START DATA EXTRACT

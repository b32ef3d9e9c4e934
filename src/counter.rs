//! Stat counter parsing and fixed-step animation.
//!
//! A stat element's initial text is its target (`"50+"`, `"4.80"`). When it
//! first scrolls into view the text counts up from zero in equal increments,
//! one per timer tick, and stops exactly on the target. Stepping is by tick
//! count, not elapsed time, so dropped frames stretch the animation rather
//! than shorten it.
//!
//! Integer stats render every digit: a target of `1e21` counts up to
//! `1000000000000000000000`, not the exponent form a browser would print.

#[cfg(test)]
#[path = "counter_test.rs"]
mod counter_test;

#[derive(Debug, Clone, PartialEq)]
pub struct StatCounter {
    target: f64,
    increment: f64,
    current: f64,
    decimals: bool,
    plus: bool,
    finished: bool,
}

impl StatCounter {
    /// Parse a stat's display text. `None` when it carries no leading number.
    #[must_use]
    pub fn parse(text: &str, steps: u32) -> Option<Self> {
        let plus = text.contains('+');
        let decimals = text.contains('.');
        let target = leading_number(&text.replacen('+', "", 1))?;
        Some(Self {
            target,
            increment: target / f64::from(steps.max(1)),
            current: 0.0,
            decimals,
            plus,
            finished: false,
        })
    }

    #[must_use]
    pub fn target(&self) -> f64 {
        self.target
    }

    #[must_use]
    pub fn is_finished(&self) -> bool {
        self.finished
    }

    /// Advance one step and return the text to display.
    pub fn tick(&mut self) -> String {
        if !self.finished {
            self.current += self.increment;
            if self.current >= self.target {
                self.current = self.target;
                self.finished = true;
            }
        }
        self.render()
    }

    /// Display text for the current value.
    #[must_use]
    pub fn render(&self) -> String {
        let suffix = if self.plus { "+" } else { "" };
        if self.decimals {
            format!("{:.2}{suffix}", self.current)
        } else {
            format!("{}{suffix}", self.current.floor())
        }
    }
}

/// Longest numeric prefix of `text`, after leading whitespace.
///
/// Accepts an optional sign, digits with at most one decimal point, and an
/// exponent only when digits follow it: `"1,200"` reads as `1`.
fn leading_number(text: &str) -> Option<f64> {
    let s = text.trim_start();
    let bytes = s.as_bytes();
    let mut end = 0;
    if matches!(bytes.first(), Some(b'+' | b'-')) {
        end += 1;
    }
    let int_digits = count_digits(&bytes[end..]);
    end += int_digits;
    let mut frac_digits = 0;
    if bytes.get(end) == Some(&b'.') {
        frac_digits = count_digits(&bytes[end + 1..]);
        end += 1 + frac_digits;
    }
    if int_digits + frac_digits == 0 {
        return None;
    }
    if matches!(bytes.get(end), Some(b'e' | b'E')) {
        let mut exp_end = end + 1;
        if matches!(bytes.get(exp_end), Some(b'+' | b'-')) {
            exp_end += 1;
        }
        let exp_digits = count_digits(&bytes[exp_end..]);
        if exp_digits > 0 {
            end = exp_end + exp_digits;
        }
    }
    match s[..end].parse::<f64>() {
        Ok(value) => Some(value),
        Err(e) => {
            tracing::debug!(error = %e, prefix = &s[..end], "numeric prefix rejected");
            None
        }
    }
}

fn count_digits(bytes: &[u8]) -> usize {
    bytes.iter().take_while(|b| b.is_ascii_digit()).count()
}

END DATA EXTRACT
START DATA EXTRACT

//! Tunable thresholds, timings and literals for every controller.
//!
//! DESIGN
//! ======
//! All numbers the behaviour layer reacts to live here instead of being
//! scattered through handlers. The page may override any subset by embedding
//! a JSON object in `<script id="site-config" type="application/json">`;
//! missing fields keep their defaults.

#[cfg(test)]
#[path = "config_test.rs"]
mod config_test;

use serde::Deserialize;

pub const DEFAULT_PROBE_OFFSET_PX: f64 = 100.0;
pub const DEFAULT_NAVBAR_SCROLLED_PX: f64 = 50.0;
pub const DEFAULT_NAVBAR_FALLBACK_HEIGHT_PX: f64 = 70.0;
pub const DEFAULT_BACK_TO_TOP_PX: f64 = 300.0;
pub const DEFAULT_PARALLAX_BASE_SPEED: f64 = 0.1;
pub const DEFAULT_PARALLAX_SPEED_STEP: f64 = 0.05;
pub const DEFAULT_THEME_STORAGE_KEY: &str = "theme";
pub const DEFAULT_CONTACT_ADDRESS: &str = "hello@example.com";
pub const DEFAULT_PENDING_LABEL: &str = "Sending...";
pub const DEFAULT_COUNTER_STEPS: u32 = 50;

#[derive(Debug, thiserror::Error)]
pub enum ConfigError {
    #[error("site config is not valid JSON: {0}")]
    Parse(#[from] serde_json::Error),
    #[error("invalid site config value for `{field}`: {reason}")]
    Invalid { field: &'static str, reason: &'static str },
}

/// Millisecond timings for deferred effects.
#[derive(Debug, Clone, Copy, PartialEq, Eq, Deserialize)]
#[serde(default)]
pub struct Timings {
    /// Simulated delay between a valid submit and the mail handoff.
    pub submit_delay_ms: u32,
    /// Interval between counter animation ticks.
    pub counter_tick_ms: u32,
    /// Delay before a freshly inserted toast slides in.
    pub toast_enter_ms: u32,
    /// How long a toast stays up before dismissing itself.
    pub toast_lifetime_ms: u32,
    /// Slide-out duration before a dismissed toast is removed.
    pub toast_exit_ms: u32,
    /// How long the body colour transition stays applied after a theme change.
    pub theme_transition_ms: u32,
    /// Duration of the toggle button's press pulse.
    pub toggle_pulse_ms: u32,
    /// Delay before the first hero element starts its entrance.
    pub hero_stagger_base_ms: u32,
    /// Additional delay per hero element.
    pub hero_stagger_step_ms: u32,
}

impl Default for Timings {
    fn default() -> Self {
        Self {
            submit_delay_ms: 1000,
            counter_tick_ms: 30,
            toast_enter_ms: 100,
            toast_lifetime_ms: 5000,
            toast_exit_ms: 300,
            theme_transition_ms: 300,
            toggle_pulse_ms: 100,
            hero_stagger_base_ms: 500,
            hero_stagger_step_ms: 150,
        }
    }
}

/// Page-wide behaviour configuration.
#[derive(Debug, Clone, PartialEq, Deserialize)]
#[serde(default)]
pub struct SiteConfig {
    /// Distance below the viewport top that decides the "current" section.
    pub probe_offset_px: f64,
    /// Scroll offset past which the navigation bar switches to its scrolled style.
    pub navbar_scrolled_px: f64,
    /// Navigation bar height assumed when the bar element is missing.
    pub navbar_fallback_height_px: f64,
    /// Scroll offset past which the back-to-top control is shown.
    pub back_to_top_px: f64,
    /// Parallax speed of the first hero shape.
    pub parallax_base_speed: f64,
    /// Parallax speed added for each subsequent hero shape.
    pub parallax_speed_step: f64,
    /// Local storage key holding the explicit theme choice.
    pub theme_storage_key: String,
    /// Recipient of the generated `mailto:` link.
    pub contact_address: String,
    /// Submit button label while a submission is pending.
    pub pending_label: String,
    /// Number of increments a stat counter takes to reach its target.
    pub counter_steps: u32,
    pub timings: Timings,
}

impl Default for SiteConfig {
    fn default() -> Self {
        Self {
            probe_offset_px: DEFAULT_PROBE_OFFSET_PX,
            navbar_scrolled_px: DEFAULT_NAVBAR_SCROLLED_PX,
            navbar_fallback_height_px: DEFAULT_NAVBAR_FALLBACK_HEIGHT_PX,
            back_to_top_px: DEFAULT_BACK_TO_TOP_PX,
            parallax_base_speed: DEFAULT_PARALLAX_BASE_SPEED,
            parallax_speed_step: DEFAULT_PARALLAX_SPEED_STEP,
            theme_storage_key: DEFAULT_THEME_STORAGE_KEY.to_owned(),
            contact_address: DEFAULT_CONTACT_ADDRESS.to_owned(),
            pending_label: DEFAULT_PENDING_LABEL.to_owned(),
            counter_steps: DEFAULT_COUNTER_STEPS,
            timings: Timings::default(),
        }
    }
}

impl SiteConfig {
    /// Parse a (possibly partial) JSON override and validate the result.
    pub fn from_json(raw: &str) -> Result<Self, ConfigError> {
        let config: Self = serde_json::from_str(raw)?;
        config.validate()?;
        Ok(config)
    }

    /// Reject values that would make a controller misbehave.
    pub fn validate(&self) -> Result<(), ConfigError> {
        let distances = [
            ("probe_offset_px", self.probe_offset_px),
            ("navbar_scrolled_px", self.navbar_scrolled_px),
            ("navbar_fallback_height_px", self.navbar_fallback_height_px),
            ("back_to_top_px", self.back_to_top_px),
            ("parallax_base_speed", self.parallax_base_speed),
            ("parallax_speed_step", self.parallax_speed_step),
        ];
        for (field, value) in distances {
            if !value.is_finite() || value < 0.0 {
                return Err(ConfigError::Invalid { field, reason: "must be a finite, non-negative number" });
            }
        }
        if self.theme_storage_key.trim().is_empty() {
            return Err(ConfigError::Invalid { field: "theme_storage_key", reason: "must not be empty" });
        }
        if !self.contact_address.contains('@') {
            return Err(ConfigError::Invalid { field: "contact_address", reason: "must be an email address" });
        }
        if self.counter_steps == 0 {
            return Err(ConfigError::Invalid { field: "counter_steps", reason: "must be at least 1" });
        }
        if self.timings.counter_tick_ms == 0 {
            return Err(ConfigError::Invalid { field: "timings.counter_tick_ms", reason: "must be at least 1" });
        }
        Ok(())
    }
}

END DATA EXTRACT
START DATA EXTRACT

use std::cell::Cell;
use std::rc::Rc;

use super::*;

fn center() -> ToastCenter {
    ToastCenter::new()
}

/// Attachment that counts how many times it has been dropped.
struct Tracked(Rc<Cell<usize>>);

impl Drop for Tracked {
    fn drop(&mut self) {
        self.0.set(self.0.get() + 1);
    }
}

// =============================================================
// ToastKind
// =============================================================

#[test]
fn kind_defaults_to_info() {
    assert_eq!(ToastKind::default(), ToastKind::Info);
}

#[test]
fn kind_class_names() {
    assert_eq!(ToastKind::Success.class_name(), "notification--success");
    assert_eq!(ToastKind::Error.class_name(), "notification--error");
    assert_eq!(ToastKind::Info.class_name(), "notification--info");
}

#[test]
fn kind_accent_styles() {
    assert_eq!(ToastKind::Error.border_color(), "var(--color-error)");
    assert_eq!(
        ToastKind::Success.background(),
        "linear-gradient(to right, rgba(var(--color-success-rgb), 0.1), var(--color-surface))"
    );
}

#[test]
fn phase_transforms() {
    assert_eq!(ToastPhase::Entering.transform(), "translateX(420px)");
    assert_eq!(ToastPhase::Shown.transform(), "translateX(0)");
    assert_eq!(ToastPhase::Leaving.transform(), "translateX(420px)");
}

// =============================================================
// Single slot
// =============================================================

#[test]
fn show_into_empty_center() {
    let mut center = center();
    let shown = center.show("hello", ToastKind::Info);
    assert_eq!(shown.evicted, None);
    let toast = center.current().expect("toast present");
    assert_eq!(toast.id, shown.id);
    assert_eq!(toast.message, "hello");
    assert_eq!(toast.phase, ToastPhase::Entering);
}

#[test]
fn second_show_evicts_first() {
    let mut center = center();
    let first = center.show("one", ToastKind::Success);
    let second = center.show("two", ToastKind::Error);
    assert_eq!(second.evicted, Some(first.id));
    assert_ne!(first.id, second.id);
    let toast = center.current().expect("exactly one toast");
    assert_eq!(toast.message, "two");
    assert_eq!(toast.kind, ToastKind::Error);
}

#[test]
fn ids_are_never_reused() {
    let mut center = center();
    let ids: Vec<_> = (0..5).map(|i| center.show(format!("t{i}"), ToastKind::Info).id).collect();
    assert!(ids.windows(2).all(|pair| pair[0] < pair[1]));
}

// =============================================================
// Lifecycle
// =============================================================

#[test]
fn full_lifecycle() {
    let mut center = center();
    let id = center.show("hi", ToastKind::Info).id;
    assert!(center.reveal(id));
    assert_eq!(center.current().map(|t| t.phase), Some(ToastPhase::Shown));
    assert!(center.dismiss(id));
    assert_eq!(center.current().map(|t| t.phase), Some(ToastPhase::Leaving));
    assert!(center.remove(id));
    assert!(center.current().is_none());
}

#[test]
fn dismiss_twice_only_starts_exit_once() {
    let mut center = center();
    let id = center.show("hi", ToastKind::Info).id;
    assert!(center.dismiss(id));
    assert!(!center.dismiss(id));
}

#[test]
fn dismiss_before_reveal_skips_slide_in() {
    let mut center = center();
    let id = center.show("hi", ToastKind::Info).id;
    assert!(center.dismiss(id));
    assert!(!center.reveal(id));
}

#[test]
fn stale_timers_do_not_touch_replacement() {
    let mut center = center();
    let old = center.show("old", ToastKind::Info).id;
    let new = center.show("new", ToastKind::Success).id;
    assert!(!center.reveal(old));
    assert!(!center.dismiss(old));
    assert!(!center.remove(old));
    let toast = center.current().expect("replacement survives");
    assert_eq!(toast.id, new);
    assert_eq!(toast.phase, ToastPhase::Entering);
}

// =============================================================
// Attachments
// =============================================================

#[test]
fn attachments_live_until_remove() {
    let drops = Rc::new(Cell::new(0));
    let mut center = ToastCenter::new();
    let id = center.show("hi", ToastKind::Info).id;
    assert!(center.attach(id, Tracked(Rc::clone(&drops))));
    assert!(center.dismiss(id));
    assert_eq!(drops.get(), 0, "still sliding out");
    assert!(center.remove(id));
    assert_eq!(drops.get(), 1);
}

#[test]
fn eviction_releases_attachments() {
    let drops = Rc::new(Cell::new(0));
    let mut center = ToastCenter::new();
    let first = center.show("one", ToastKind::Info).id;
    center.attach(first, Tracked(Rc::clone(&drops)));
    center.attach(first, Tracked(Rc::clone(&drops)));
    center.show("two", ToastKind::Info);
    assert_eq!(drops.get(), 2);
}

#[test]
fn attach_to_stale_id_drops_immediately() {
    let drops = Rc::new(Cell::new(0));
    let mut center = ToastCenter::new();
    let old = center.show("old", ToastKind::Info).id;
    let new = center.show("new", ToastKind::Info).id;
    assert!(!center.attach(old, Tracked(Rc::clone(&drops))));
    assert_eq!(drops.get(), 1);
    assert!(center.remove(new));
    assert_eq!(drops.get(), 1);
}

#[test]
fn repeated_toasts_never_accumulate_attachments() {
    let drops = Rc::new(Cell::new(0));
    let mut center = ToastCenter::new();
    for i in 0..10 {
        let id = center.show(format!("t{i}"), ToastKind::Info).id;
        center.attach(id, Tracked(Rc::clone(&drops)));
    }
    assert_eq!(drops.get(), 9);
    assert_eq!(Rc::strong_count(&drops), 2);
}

END DATA EXTRACT

WORK TO COMPLETE:
Find the line with "Recipient of the" in the entries above. Retype it and each line after it, exactly, through the line with "reach its target.", and stop there.

ANSWER SECTION:
    /// Recipient of the generated `mailto:` link.
    pub contact_address: String,
    /// Submit button label while a submission is pending.
    pub pending_label: String,
    /// Number of increments a stat counter takes to reach its target.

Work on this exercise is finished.